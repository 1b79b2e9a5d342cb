//! In-memory shape of a workflow, its placeholders, and its steps.

use indexmap::IndexMap;
use serde::{Deserialize, Serialize};

pub const CURRENT_SCHEMA_VERSION: u32 = 1;

/// A named, parameterized sequence of shell steps persisted as YAML.
#[derive(Debug, Clone, PartialEq, Serialize, Deserialize)]
pub struct Workflow {
    pub schema_version: u32,
    #[serde(default)]
    pub id: String,
    pub title: String,
    #[serde(default)]
    pub description: String,
    #[serde(default)]
    pub tags: Vec<String>,
    #[serde(default)]
    pub placeholders: IndexMap<String, Placeholder>,
    #[serde(default)]
    pub defaults: Defaults,
    #[serde(default)]
    pub steps: Vec<Step>,

    /// Keys present in the source document that this shape doesn't model
    /// explicitly. Preserved on read and re-emitted on write.
    #[serde(flatten)]
    pub unknown: IndexMap<String, serde_yaml::Value>,
}

impl Workflow {
    pub fn new(title: impl Into<String>) -> Self {
        Workflow {
            schema_version: CURRENT_SCHEMA_VERSION,
            id: String::new(),
            title: title.into(),
            description: String::new(),
            tags: Vec::new(),
            placeholders: IndexMap::new(),
            defaults: Defaults::default(),
            steps: Vec::new(),
            unknown: IndexMap::new(),
        }
    }
}

/// Default shell/cwd/confirmation applied when a step omits its own value.
#[derive(Debug, Clone, Default, PartialEq, Serialize, Deserialize)]
pub struct Defaults {
    #[serde(default)]
    pub shell: String,
    #[serde(default)]
    pub cwd: String,
    #[serde(default)]
    pub confirm_each_step: Option<bool>,
}

/// A `<name>` token substituted with a user-provided value at run time.
///
/// A placeholder is defined either by explicit entry in `Workflow::placeholders`
/// or inferred from step text; inferred placeholders carry empty metadata.
#[derive(Debug, Clone, Default, PartialEq, Serialize, Deserialize)]
pub struct Placeholder {
    #[serde(default)]
    pub prompt: String,
    #[serde(default)]
    pub default: String,
    #[serde(default)]
    pub validate: String,
    #[serde(default)]
    pub secret: bool,
}

/// One unit of work executed by a chosen shell.
#[derive(Debug, Clone, Default, PartialEq, Serialize, Deserialize)]
pub struct Step {
    #[serde(default)]
    pub name: String,
    pub command: String,
    #[serde(default)]
    pub shell: String,
    #[serde(default)]
    pub cwd: String,
    #[serde(default)]
    pub env: IndexMap<String, String>,
    #[serde(default)]
    pub continue_on_error: bool,
    #[serde(default)]
    pub dangerous: bool,
}

impl Step {
    /// Display label: `name` if non-blank, else `"Step N"` (1-based).
    pub fn display_name(&self, index: usize) -> String {
        if self.name.trim().is_empty() {
            format!("Step {}", index + 1)
        } else {
            self.name.clone()
        }
    }
}

/// Fill `shell`/`cwd` from `workflow.defaults` when the step leaves them
/// blank. The only mutation the model exposes to runners.
pub fn apply_defaults(step: &Step, defaults: &Defaults) -> Step {
    let mut resolved = step.clone();
    if resolved.shell.is_empty() {
        resolved.shell = defaults.shell.clone();
    }
    if resolved.cwd.is_empty() {
        resolved.cwd = defaults.cwd.clone();
    }
    resolved
}

#[cfg(test)]
mod tests {
    use super::*;

    #[test]
    fn apply_defaults_fills_blank_fields_only() {
        let defaults = Defaults {
            shell: "bash".into(),
            cwd: "/repo".into(),
            confirm_each_step: None,
        };
        let step = Step {
            command: "echo hi".into(),
            ..Default::default()
        };
        let resolved = apply_defaults(&step, &defaults);
        assert_eq!(resolved.shell, "bash");
        assert_eq!(resolved.cwd, "/repo");

        let step_with_shell = Step {
            command: "echo hi".into(),
            shell: "zsh".into(),
            ..Default::default()
        };
        let resolved = apply_defaults(&step_with_shell, &defaults);
        assert_eq!(resolved.shell, "zsh");
    }

    #[test]
    fn blank_step_name_renders_step_n() {
        let step = Step {
            command: "echo".into(),
            ..Default::default()
        };
        assert_eq!(step.display_name(0), "Step 1");
        assert_eq!(step.display_name(4), "Step 5");

        let named = Step {
            name: "Ping".into(),
            command: "echo".into(),
            ..Default::default()
        };
        assert_eq!(named.display_name(0), "Ping");
    }
}
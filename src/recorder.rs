//! Capture protocol for recording an interactive subshell into a workflow.
//!
//! Record format: `<unix-seconds>\x1F<cwd>\x1F<command>\n`, ASCII 0x1F as
//! field separator. A record's command may embed newlines; both a literal
//! newline and an escaped `\n` are accepted on read, but the writer always
//! emits the escaped form so a single record stays on one line.

use std::fs::File;
use std::io::Write;
use std::path::{Path, PathBuf};

use chrono::{DateTime, Utc};

use crate::workflow::model::Step;

const FIELD_SEPARATOR: char = '\u{1F}';

#[derive(Debug, Clone, PartialEq)]
pub struct CaptureRecord {
    pub timestamp: DateTime<Utc>,
    pub cwd: String,
    pub command: String,
}

/// Append one record to `file`, escaping embedded newlines as `\n`.
pub fn write_record(file: &mut File, record: &CaptureRecord) -> std::io::Result<()> {
    let escaped_command = record.command.replace('\n', "\\n");
    writeln!(
        file,
        "{}{FIELD_SEPARATOR}{}{FIELD_SEPARATOR}{escaped_command}",
        record.timestamp.timestamp(),
        record.cwd,
    )
}

/// Parse a capture file's contents into records. Accepts both escaped
/// (`\n`) and literal newline forms for the command field on read, per the
/// format's historical ambiguity.
pub fn parse_capture(contents: &str) -> Vec<CaptureRecord> {
    let mut records = Vec::new();

    for line in contents.split('\n') {
        if line.is_empty() {
            continue;
        }
        let mut parts = line.splitn(3, FIELD_SEPARATOR);
        let (Some(ts), Some(cwd), Some(command)) = (parts.next(), parts.next(), parts.next())
        else {
            continue;
        };
        let Ok(secs) = ts.parse::<i64>() else { continue };
        let Some(timestamp) = DateTime::from_timestamp(secs, 0) else {
            continue;
        };

        records.push(CaptureRecord {
            timestamp,
            cwd: cwd.to_string(),
            command: command.replace("\\n", "\n"),
        });
    }

    records
}

/// RAII guard for a recording session's temporary files: the capture file
/// (and any shell-init scratch file) is removed on every exit path —
/// success, error, or signal — the way a `Drop` impl discards a worktree's
/// scratch state regardless of how the caller returns.
pub struct CaptureSession {
    capture_path: PathBuf,
    extra_paths: Vec<PathBuf>,
}

impl CaptureSession {
    pub fn new(capture_path: impl Into<PathBuf>) -> Self {
        CaptureSession {
            capture_path: capture_path.into(),
            extra_paths: Vec::new(),
        }
    }

    pub fn track(&mut self, path: impl Into<PathBuf>) {
        self.extra_paths.push(path.into());
    }

    pub fn path(&self) -> &Path {
        &self.capture_path
    }

    pub fn read_records(&self) -> std::io::Result<Vec<CaptureRecord>> {
        let contents = std::fs::read_to_string(&self.capture_path)?;
        Ok(parse_capture(&contents))
    }
}

impl Drop for CaptureSession {
    fn drop(&mut self) {
        let _ = std::fs::remove_file(&self.capture_path);
        for path in &self.extra_paths {
            let _ = std::fs::remove_file(path);
        }
    }
}

/// First-word dictionary used to synthesize a human display name. Falls
/// back to the verbatim first word, title-cased, when no entry matches.
fn synthesize_name(command: &str) -> String {
    let first_word = command.split_whitespace().next().unwrap_or("");
    match first_word {
        "kubectl" => "Kubernetes command".to_string(),
        "docker" => "Docker command".to_string(),
        "git" => "Git command".to_string(),
        "terraform" => "Terraform command".to_string(),
        "npm" | "pnpm" | "yarn" => "Node package command".to_string(),
        "cargo" => "Cargo command".to_string(),
        "" => String::new(),
        other => {
            let mut chars = other.chars();
            match chars.next() {
                Some(c) => format!("{}{} command", c.to_uppercase(), chars.as_str()),
                None => String::new(),
            }
        }
    }
}

const TOOL_TAGS: &[&str] = &["kubectl", "docker", "git", "terraform", "npm", "cargo", "ssh"];
const ACTION_TAGS: &[&str] = &["deploy", "restart", "rollback", "build", "test", "migrate"];

fn infer_tags(commands: &[String]) -> Vec<String> {
    let mut tags = Vec::new();
    let joined = commands.join(" ").to_lowercase();
    for tag in TOOL_TAGS.iter().chain(ACTION_TAGS.iter()) {
        if joined.split_whitespace().any(|w| w == *tag) && !tags.contains(&tag.to_string()) {
            tags.push(tag.to_string());
        }
    }
    tags
}

/// Turn a sequence of recorded commands into draft [`Step`]s.
pub fn commands_to_steps(commands: &[String]) -> Vec<Step> {
    commands
        .iter()
        .map(|command| Step {
            name: synthesize_name(command),
            command: command.clone(),
            ..Default::default()
        })
        .collect()
}

/// Tag inference across a whole recorded session, for prefilling
/// `Workflow::tags` on the draft produced from a recording.
pub fn infer_session_tags(commands: &[String]) -> Vec<String> {
    infer_tags(commands)
}

#[cfg(test)]
mod tests {
    use super::*;

    #[test]
    fn write_then_parse_round_trips_a_record() {
        let dir = tempfile::tempdir().unwrap();
        let path = dir.path().join("capture.log");
        let mut file = File::create(&path).unwrap();
        let record = CaptureRecord {
            timestamp: DateTime::from_timestamp(1_700_000_000, 0).unwrap(),
            cwd: "/home/alex/repo".to_string(),
            command: "echo hi".to_string(),
        };
        write_record(&mut file, &record).unwrap();
        drop(file);

        let contents = std::fs::read_to_string(&path).unwrap();
        let parsed = parse_capture(&contents);
        assert_eq!(parsed, vec![record]);
    }

    #[test]
    fn parse_accepts_escaped_newline_in_command() {
        let contents = "1700000000\u{1F}/repo\u{1F}echo one\\necho two\n";
        let parsed = parse_capture(contents);
        assert_eq!(parsed[0].command, "echo one\necho two");
    }

    #[test]
    fn capture_session_removes_files_on_drop() {
        let dir = tempfile::tempdir().unwrap();
        let path = dir.path().join("capture.log");
        std::fs::write(&path, "").unwrap();
        {
            let _session = CaptureSession::new(&path);
            assert!(path.exists());
        }
        assert!(!path.exists());
    }

    #[test]
    fn commands_to_steps_synthesizes_names_from_first_word() {
        let steps = commands_to_steps(&["kubectl get pods".to_string(), "echo hi".to_string()]);
        assert_eq!(steps[0].name, "Kubernetes command");
        assert_eq!(steps[1].name, "Echo command");
    }

    #[test]
    fn infer_session_tags_finds_known_tool_and_action_words() {
        let tags = infer_session_tags(&["kubectl rollout restart deploy/api".to_string()]);
        assert!(tags.contains(&"kubectl".to_string()));
        assert!(tags.contains(&"restart".to_string()));
    }
}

_EXERCISE PROMPT_
Return all lines in the entries above that carry the word "draft".

_ANSWER SPACE_
/// Turn a sequence of recorded commands into draft [`Step`]s.
/// `Workflow::tags` on the draft produced from a recording.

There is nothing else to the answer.